[Collected data entries]
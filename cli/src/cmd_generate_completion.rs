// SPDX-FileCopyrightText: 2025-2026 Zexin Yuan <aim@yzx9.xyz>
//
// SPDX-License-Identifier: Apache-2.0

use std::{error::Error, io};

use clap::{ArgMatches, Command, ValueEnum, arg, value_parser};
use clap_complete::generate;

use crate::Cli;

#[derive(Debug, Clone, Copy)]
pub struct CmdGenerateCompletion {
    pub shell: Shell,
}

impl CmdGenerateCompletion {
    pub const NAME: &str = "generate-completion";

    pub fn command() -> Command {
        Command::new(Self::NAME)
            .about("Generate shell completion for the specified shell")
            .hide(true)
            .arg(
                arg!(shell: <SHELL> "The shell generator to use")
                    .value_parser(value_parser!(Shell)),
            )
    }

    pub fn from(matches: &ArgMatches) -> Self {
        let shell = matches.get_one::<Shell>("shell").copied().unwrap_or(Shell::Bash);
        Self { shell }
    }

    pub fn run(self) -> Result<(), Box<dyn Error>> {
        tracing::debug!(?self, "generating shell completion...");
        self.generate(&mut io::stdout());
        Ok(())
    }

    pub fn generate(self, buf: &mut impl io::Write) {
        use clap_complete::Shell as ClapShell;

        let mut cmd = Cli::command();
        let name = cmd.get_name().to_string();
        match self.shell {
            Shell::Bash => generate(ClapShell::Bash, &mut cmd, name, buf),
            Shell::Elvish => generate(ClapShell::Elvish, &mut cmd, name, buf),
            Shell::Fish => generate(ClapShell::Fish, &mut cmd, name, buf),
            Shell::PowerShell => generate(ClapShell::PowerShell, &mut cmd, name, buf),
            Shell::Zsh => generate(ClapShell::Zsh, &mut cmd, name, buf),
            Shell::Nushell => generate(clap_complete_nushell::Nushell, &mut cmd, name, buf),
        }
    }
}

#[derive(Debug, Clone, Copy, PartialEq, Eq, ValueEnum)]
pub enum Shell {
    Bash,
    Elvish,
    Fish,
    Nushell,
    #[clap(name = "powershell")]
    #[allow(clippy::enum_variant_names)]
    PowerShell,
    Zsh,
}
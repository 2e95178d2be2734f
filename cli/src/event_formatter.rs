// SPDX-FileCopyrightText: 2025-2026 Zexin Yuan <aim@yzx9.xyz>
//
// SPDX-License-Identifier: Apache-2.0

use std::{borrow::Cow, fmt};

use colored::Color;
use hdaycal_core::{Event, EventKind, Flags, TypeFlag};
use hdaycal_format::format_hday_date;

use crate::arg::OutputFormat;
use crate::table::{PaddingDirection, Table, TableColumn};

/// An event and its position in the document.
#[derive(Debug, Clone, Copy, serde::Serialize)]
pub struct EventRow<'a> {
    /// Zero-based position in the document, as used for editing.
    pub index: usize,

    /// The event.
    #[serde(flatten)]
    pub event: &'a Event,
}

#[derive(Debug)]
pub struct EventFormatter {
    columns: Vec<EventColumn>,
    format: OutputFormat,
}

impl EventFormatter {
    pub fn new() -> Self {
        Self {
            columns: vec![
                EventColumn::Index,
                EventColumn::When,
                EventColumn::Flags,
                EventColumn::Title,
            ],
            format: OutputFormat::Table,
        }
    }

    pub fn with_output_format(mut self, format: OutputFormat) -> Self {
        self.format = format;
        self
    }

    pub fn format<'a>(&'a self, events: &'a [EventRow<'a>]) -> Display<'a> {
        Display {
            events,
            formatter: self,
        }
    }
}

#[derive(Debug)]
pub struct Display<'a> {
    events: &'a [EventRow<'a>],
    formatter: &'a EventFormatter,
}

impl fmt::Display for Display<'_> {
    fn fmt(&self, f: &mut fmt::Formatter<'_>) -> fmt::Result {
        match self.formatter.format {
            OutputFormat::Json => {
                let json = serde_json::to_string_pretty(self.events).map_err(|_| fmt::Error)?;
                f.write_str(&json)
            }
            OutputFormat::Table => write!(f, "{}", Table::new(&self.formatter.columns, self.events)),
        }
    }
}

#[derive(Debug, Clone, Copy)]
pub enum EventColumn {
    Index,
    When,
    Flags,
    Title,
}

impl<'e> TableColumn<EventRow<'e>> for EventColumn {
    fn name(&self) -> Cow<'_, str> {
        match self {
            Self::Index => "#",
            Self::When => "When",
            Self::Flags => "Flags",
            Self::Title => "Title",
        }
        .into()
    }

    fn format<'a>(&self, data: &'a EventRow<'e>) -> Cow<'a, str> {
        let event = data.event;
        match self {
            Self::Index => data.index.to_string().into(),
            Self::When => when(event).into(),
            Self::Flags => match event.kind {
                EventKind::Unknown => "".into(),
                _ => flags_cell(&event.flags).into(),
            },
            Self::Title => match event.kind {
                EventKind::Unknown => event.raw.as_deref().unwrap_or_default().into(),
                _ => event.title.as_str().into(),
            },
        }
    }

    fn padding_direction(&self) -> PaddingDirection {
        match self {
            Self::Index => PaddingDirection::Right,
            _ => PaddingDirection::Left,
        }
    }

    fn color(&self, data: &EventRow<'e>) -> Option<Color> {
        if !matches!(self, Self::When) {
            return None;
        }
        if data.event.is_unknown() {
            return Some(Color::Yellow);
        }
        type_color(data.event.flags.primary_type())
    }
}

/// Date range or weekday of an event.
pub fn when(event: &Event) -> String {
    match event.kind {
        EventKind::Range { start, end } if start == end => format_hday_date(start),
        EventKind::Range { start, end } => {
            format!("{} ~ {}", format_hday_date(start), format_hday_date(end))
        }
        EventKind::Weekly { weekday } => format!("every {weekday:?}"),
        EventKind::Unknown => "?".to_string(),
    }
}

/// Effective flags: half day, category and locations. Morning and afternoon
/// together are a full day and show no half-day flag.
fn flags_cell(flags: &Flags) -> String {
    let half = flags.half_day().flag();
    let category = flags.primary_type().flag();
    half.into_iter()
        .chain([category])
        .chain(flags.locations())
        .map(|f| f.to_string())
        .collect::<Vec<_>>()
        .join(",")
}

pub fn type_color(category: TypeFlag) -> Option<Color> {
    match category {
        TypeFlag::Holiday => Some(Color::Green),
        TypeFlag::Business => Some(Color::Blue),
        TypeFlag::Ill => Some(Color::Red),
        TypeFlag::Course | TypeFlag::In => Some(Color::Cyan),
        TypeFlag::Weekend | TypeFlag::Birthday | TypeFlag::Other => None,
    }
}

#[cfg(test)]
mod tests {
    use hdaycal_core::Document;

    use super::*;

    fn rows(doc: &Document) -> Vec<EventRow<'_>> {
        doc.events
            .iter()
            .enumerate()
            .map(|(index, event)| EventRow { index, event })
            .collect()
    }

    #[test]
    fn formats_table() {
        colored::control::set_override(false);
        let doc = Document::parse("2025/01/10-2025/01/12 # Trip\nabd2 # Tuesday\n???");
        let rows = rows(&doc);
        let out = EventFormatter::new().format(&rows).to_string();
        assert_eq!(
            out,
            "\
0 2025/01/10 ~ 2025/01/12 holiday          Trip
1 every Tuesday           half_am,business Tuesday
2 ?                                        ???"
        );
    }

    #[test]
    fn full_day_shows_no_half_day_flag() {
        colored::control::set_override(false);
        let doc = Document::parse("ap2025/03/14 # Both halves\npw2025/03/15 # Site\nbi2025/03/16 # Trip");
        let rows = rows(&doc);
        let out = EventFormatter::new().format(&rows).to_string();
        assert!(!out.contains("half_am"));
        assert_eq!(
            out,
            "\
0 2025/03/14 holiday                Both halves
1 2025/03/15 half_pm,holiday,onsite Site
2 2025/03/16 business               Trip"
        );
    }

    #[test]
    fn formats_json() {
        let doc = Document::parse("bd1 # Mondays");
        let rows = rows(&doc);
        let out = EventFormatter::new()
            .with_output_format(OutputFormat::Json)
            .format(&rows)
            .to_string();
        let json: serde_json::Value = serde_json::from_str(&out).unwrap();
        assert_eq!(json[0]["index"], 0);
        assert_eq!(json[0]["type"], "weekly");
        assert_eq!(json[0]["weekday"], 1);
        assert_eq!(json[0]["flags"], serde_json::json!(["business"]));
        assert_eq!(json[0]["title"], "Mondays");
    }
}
---
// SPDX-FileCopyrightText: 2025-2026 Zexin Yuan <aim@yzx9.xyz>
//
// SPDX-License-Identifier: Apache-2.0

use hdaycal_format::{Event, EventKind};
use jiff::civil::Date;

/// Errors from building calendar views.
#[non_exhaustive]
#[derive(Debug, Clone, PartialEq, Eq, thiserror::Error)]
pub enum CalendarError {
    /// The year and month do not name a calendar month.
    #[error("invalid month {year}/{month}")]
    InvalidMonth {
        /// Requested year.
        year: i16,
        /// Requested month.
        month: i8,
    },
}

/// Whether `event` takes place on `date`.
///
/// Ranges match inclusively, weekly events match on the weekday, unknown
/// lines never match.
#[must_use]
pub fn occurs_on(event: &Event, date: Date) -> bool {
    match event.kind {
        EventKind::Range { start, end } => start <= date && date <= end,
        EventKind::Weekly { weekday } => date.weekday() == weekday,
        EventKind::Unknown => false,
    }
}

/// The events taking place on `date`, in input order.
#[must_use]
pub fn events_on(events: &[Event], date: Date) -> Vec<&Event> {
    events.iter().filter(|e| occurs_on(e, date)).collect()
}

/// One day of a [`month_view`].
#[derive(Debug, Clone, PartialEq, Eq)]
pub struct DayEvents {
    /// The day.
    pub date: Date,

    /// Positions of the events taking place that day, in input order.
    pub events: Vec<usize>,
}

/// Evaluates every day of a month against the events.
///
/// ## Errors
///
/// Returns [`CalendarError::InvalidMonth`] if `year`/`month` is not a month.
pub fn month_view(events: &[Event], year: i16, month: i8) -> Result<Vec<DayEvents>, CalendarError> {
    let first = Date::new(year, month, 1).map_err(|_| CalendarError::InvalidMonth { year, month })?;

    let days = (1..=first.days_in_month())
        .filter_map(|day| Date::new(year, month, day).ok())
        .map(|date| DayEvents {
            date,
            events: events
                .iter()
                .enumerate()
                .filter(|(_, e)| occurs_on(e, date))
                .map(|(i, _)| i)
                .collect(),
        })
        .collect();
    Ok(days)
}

#### DIRECTIONS:
Search the data above for the word "Bash", then gather each line in which it appears.

#### REPLY:
        let shell = matches.get_one::<Shell>("shell").copied().unwrap_or(Shell::Bash);
            Shell::Bash => generate(ClapShell::Bash, &mut cmd, name, buf),
    Bash,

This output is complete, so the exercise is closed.